Finally, I will give you my argument for your rights. I will base this on a hypothetical social contract, a favorite conceptual tool of political philosophers like Thomas Hobbes, John Locke Jean Jacques Rousseau, and Baron de Montesquieu. They used this idea to define a just society, and the power and limits of government. Imagine, as Hobbes did in his Leviathan (1651), that in the original state of nature life was primitive, brutal, and short. People, therefore, saw the absolute need to secure their lives and property, and therefore all (hypothetically) agreed upon a social contract among them that would do so. This was to form a central government, and to grant it the power to protect their lives and property in exchange for each pledging to obey its laws. This social contract then defined the reciprocal duties of citizen and government. Violate the contract and government may justly punish you; conversely, if the government violates the contract, as for example by not protecting your lives from criminals or it preying on you, then you may justly overthrow it. This idea of an implicit social contract between the people and their government contributed to the writing of the American Declaration of Independence and the Constitution of the United States
This approach has much in common with that of the positivists, who stress international agreements as the source of your human rights. After all, if universal in scope, thereby defining the rights of everyone, these agreements are akin to a general social contract.

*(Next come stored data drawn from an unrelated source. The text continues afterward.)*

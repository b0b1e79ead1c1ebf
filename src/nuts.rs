use log::debug;
use thiserror::Error;

use crate::cpu_potential::{CpuLogpFunc, Potential};
use crate::integrator::{leapfrog, Direction};
use crate::rng::RngKey;
use crate::state::State;

#[derive(Error, Debug)]
#[non_exhaustive]
pub enum NutsError {
    #[error("Logp function returned unrecoverable error")]
    LogpFailure(Box<dyn std::error::Error + Send + Sync>),

    #[error("Invalid sampler settings: {0}")]
    InvalidSettings(String),

    #[error("The initial position must contain at least one value")]
    EmptyPosition,

    #[error("The initial position has dimension {found}, but the log density expects {expected}")]
    DimensionMismatch { expected: usize, found: usize },

    #[error("The log density at the initial position is not finite: {0}")]
    NonFiniteInitialLogp(f64),

    #[error("Could not find a reasonable initial step size (last candidate {0})")]
    StepSizeSearch(f64),

    #[error("Step size adaptation produced an invalid step size: {0}")]
    InvalidStepSize(f64),
}

pub type Result<T> = std::result::Result<T, NutsError>;

/// Options for the trajectory of a single draw.
#[derive(Debug, Clone, Copy)]
pub struct NutsOptions {
    /// Stop doubling the trajectory after this many doublings.
    pub maxdepth: u64,
    /// Largest drop of the joint log density below the slice before
    /// a leapfrog step counts as divergent.
    pub max_energy_error: f64,
}

impl Default for NutsOptions {
    fn default() -> Self {
        NutsOptions {
            maxdepth: 10,
            max_energy_error: 1000.,
        }
    }
}

/// Sum of the pseudo acceptance probabilities of the leapfrog steps of a tree.
#[derive(Debug, Clone, Copy, PartialEq, Default)]
pub struct AcceptanceStats {
    pub sum: f64,
    pub count: u64,
}

impl AcceptanceStats {
    fn single(accept: f64) -> AcceptanceStats {
        AcceptanceStats {
            sum: accept,
            count: 1,
        }
    }

    fn merge(self, other: AcceptanceStats) -> AcceptanceStats {
        AcceptanceStats {
            sum: self.sum + other.sum,
            count: self.count + other.count,
        }
    }

    /// Mean acceptance probability, the statistic used for step size adaptation.
    ///
    /// # Panics
    ///
    /// Every tree contains at least one leapfrog step, so an empty statistic
    /// is a bug and panics.
    pub fn mean(&self) -> f64 {
        assert!(
            self.count > 0,
            "acceptance statistic of a tree without leapfrog steps"
        );
        self.sum / self.count as f64
    }
}

/// Summary of a finished subtree
#[derive(Debug, Clone, Copy, PartialEq)]
pub struct SubtreeInfo {
    pub depth: u64,
    pub direction: Direction,
    /// Number of states of the subtree inside the slice.
    pub size: u64,
    /// False if the subtree diverged or made a U-turn.
    pub can_extend: bool,
    pub diverging: bool,
    pub accept: AcceptanceStats,
}

/// Information about a draw
#[derive(Debug, Clone, PartialEq)]
pub struct SampleInfo {
    /// The number of doublings of the trajectory
    pub depth: u64,

    /// Whether any leapfrog step of the trajectory diverged
    pub diverging: bool,

    /// Whether the trajectory was terminated because it reached
    /// the maximum tree depth.
    pub reached_maxdepth: bool,

    /// Number of leapfrog steps in the whole trajectory
    pub n_steps: u64,

    /// Number of trajectory states inside the slice, including the initial point
    pub tree_size: u64,

    /// Acceptance statistic of the last doubling
    pub accept: AcceptanceStats,
}

/// Callbacks for various events during sampling.
///
/// Collectors can compute statistics like the mean acceptance rate
/// or record where trajectories stopped.
pub trait Collector {
    fn register_subtree(&mut self, _info: &SubtreeInfo) {}
    fn register_draw(&mut self, _info: &SampleInfo) {}
    fn register_tune(&mut self, _iteration: u64, _step_size: f64, _step_size_adapted: f64) {}
}

/// A collector that ignores all events.
pub struct NullCollector;

impl Collector for NullCollector {}

/// A part of the trajectory tree.
///
/// Only the two ends and a single draw are kept, the states in
/// between are dropped as soon as the subtree is merged.
#[derive(Debug)]
pub(crate) struct Subtree {
    /// The end of the subtree that lies furthest backward in time.
    pub(crate) minus: State,
    pub(crate) plus: State,

    /// A draw from the states of the subtree that lie inside the slice.
    pub(crate) draw: State,
    pub(crate) size: u64,
    pub(crate) can_extend: bool,
    pub(crate) diverging: bool,
    pub(crate) accept: AcceptanceStats,
}

impl Subtree {
    /// Merge `other`, which extends `self` in `direction`.
    fn merge(self, other: Subtree, direction: Direction, key: RngKey) -> Subtree {
        let Subtree {
            mut minus,
            mut plus,
            mut draw,
            size,
            diverging,
            accept,
            ..
        } = self;

        match direction {
            Direction::Forward => plus = other.plus,
            Direction::Backward => minus = other.minus,
        }

        let total = size + other.size;
        if key.uniform() < other.size as f64 / total.max(1) as f64 {
            draw = other.draw;
        }

        let can_extend = other.can_extend && !State::is_turning(&minus, &plus);

        Subtree {
            minus,
            plus,
            draw,
            size: total,
            can_extend,
            diverging: diverging | other.diverging,
            accept: accept.merge(other.accept),
        }
    }

    fn info(&self, depth: u64, direction: Direction) -> SubtreeInfo {
        SubtreeInfo {
            depth,
            direction,
            size: self.size,
            can_extend: self.can_extend,
            diverging: self.diverging,
            accept: self.accept,
        }
    }
}

/// Everything that stays fixed while the trajectory of one draw is built.
pub(crate) struct TreeBuilder<'a, F: CpuLogpFunc, C: Collector> {
    pub(crate) potential: &'a mut Potential<F>,
    pub(crate) collector: &'a mut C,
    pub(crate) step_size: f64,
    /// Log of the slice variable.
    pub(crate) log_u: f64,
    /// Joint log density of the initial point of the trajectory.
    pub(crate) initial_joint: f64,
    pub(crate) max_energy_error: f64,
}

impl<F: CpuLogpFunc, C: Collector> TreeBuilder<'_, F, C> {
    /// Build a subtree of `2^depth` leapfrog steps starting next to `start`.
    ///
    /// The doubling stops early as soon as one half of the subtree diverges
    /// or makes a U-turn.
    pub(crate) fn build_tree(
        &mut self,
        start: &State,
        direction: Direction,
        depth: u64,
        key: RngKey,
    ) -> Result<(Subtree, RngKey)> {
        let (tree, key) = if depth == 0 {
            (self.single_step(start, direction)?, key)
        } else {
            self.double(start, direction, depth, key)?
        };
        self.collector.register_subtree(&tree.info(depth, direction));
        Ok((tree, key))
    }

    fn double(
        &mut self,
        start: &State,
        direction: Direction,
        depth: u64,
        key: RngKey,
    ) -> Result<(Subtree, RngKey)> {
        let (inner, key) = self.build_tree(start, direction, depth - 1, key)?;
        if !inner.can_extend {
            return Ok((inner, key));
        }

        let edge = match direction {
            Direction::Forward => &inner.plus,
            Direction::Backward => &inner.minus,
        };
        let (outer, key) = self.build_tree(edge, direction, depth - 1, key)?;

        let (key, choice_key) = key.split();
        Ok((inner.merge(outer, direction, choice_key), key))
    }

    fn single_step(&mut self, start: &State, direction: Direction) -> Result<Subtree> {
        let end = leapfrog(self.potential, start, direction.sign() * self.step_size)?;
        let joint = end.log_joint();

        let size = u64::from(self.log_u <= joint);
        // Comparisons with NaN are false, so a NaN joint density diverges as well
        let can_extend = self.log_u < joint + self.max_energy_error;

        let log_ratio = joint - self.initial_joint;
        let accept = if log_ratio.is_finite() {
            log_ratio.exp().min(1.)
        } else {
            0.
        };

        if !can_extend {
            debug!(
                "divergent leapfrog step: joint log density {} below slice {}",
                joint, self.log_u
            );
        }

        Ok(Subtree {
            minus: end.clone(),
            plus: end.clone(),
            draw: end,
            size,
            can_extend,
            diverging: !can_extend,
            accept: AcceptanceStats::single(accept),
        })
    }
}

/// The result of one iteration of NUTS.
#[derive(Debug)]
pub(crate) struct Draw {
    pub(crate) state: State,
    pub(crate) info: SampleInfo,
}

/// Run one NUTS iteration starting at `init`.
///
/// Draws a new momentum and slice variable, then doubles the trajectory in
/// random directions until it diverges, makes a U-turn or reaches
/// `options.maxdepth`. If no extension is ever accepted, the draw is `init`.
pub(crate) fn draw<F, C>(
    potential: &mut Potential<F>,
    init: &State,
    step_size: f64,
    options: &NutsOptions,
    collector: &mut C,
    key: RngKey,
) -> Result<(Draw, RngKey)>
where
    F: CpuLogpFunc,
    C: Collector,
{
    let (key, momentum_key) = key.split();
    let (mut key, slice_key) = key.split();

    let mut start = init.clone();
    start.resample_momentum(momentum_key);
    let initial_joint = start.log_joint();
    // log(u) for u ~ U(0, exp(initial_joint))
    let log_u = slice_key.uniform().ln() + initial_joint;

    let mut builder = TreeBuilder {
        potential,
        collector,
        step_size,
        log_u,
        initial_joint,
        max_energy_error: options.max_energy_error,
    };

    let mut minus = start.clone();
    let mut plus = start.clone();
    let mut sample = start;
    let mut size = 1u64;
    let mut depth = 0u64;
    let mut can_extend = true;
    let mut diverging = false;
    let mut n_steps = 0u64;
    let mut accept = AcceptanceStats::default();

    while can_extend & (depth < options.maxdepth) {
        let (next, direction_key) = key.split();
        let direction = direction_key.direction();
        let edge = match direction {
            Direction::Forward => &plus,
            Direction::Backward => &minus,
        };
        let (tree, next) = builder.build_tree(edge, direction, depth, next)?;
        key = next;

        match direction {
            Direction::Forward => plus = tree.plus,
            Direction::Backward => minus = tree.minus,
        }

        if tree.can_extend {
            let (next, choice_key) = key.split();
            key = next;
            if choice_key.uniform() < (tree.size as f64 / size as f64).min(1.) {
                sample = tree.draw;
            }
        }

        size += tree.size;
        can_extend = tree.can_extend && !State::is_turning(&minus, &plus);
        diverging |= tree.diverging;
        n_steps += tree.accept.count;
        accept = tree.accept;
        depth += 1;
    }

    let reached_maxdepth = can_extend;
    if reached_maxdepth {
        debug!("trajectory reached the maximum depth {}", options.maxdepth);
    }

    let info = SampleInfo {
        depth,
        diverging,
        reached_maxdepth,
        n_steps,
        tree_size: size,
        accept,
    };
    Ok((
        Draw {
            state: sample,
            info,
        },
        key,
    ))
}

To be clear, when philosophers use a hypothetical social contract to justify your rights in a state of nature, they are trying to determine those rights that all people would agree should be guaranteed by government. To make this social contract objective and unbiased, philosophers assume that in their agreement on it, people are ignorant of their wealth, status, race, talents, or other attributes. They thus have no idea as to how their choice of a social contract--of rights--would benefit them personally, which makes these rights just.
As I did in Part 2 of my The Just Peace, I will use a revised version of this social contract approach to more fully explore whether people would generally, regardless of their religion, ideology, or culture, agree on certain rights. I also want to broaden this contract to consider also the connected principles of governance. Rights do not exist in a vacuum. Some possible rights in their very definition assume that government will or will not have certain powers. For example, among your human rights mentioned above are those to free association (one-party governments are then out), freedom of religion (so much for government by the Koran or Bible), or to vote in free elections (which assumes a democratic type government). However, this is not a one-to-one relationship between rights and governance. Monarchies and some dictatorships, for example, may allow freedom of religion, domestic movement, and immigration. There is, however, a close relationship between the rights people might want and how they should be governed to assure those rights, and I want to make this association clear.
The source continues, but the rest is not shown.